First, generate certificate signing Request (CSR) in IIS
Personal understanding: The generation of a CSR is the creation of a "private/public key pair" from which the public key is extracted.
1. Open IIS Manager, select Server certificates in the root node, click the Create certificate Request on the right ..., and then fill in the corresponding distinguished Name Properties (see figure below).
Common name to fill in the domain name (if used for all level two domain name, fill *. domain name), organization company name, organizational unit to fill in the department name.
2. Select Microsoft RSA SChannel Cryptographic Provider in the cryptographic service Provider and select 2048 in bit length.
3. Select the save path for the build file, and when you are done, you will see the CSR content that begins with the "-----begin NEW Certificate REQUEST-----" in the generated TXT file. This is the next CSR to be used when generating the CA certificate in the CA institution.
Ii. Purchase and create CA certificate from CA organization
Here to GoDaddy as an example.
1. Open GoDaddy.com Web site, through the menu to enter the products-> ssl&security-> SSL certificates, select Protect all subdomains ("wildcard"), In pick your plan type, select Standard (validates domain ownership) and complete the purchase.
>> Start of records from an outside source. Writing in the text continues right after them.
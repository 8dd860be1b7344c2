//! Scoped process-wide key hooks.
//!
//! While the overlay is open the viewer holds a [`KeyHookGuard`]; the hook
//! behind it raises an [`EscapeSignal`] when Escape is pressed anywhere in
//! the process. Dropping the guard detaches the listener, so closing the
//! overlay or dropping the viewer can never leak it.

use std::cell::{Cell, RefCell};
use std::fmt;
use std::rc::{Rc, Weak};

/// Key name delivered for the Escape key (matches DOM `KeyboardEvent.key`).
pub const ESCAPE_KEY: &str = "Escape";

/// Flag raised by a key hook and drained by its owner.
#[derive(Debug, Clone, Default)]
pub struct EscapeSignal(Rc<Cell<bool>>);

impl EscapeSignal {
    /// Create a lowered signal.
    pub fn new() -> Self {
        Self::default()
    }

    /// Raise the signal.
    pub fn raise(&self) {
        self.0.set(true);
    }

    /// Whether the signal is raised, without consuming it.
    pub fn is_raised(&self) -> bool {
        self.0.get()
    }

    /// Consume the signal, returning whether it was raised.
    pub fn take(&self) -> bool {
        self.0.replace(false)
    }
}

/// Handle to an installed key listener. Dropping it detaches the listener.
pub struct KeyHookGuard {
    release: Option<Box<dyn FnOnce()>>,
}

impl KeyHookGuard {
    /// Create a guard that runs `release` exactly once when dropped.
    pub fn new(release: impl FnOnce() + 'static) -> Self {
        Self {
            release: Some(Box::new(release)),
        }
    }

    /// Create a guard with nothing to release.
    pub fn detached() -> Self {
        Self { release: None }
    }

    /// Detach the listener now.
    pub fn release(mut self) {
        self.run_release();
    }

    fn run_release(&mut self) {
        if let Some(release) = self.release.take() {
            release();
        }
    }
}

impl Drop for KeyHookGuard {
    fn drop(&mut self) {
        self.run_release();
    }
}

impl fmt::Debug for KeyHookGuard {
    fn fmt(&self, f: &mut fmt::Formatter<'_>) -> fmt::Result {
        f.debug_struct("KeyHookGuard")
            .field("attached", &self.release.is_some())
            .finish()
    }
}

/// A source of process-wide key events.
pub trait KeyHook {
    /// Attach a listener that raises `signal` on Escape.
    fn install(&self, signal: EscapeSignal) -> KeyHookGuard;
}

/// Hook for hosts that deliver Escape to the viewer directly.
#[derive(Debug, Clone, Copy, Default)]
pub struct NoopKeyHook;

impl KeyHook for NoopKeyHook {
    fn install(&self, _signal: EscapeSignal) -> KeyHookGuard {
        KeyHookGuard::detached()
    }
}

#[derive(Debug, Default)]
struct RegistryInner {
    next_id: u64,
    listeners: Vec<(u64, EscapeSignal)>,
}

/// In-process key hook fed by the host's key events.
///
/// Clones share the same listener set.
#[derive(Debug, Clone, Default)]
pub struct KeyHookRegistry {
    inner: Rc<RefCell<RegistryInner>>,
}

impl KeyHookRegistry {
    /// Create an empty registry.
    pub fn new() -> Self {
        Self::default()
    }

    /// Deliver a key press. Returns true if a listener consumed it.
    pub fn dispatch_key(&self, key: &str) -> bool {
        if key != ESCAPE_KEY {
            return false;
        }
        let inner = self.inner.borrow();
        for (_, signal) in &inner.listeners {
            signal.raise();
        }
        !inner.listeners.is_empty()
    }

    /// Number of attached listeners.
    pub fn listener_count(&self) -> usize {
        self.inner.borrow().listeners.len()
    }
}

impl KeyHook for KeyHookRegistry {
    fn install(&self, signal: EscapeSignal) -> KeyHookGuard {
        let id = {
            let mut inner = self.inner.borrow_mut();
            let id = inner.next_id;
            inner.next_id += 1;
            inner.listeners.push((id, signal));
            id
        };
        log::trace!("Key listener {} attached", id);

        let registry: Weak<RefCell<RegistryInner>> = Rc::downgrade(&self.inner);
        KeyHookGuard::new(move || {
            if let Some(inner) = registry.upgrade() {
                inner.borrow_mut().listeners.retain(|(lid, _)| *lid != id);
                log::trace!("Key listener {} detached", id);
            }
        })
    }
}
2. Enter my account-> SSL certificates, create a certificate (certificate), and copy the previously obtained CSR content to the CSR text box at the time of creation.
3. Access to enter the approval process of GoDaddy, in the approval process needs to verify the owner of the Domain name (DNS fill in records or upload HTML files to the site directory), the success of the validation will soon be generated CA certificate.
4. Download the CA certificate file to the server that generated the CSR.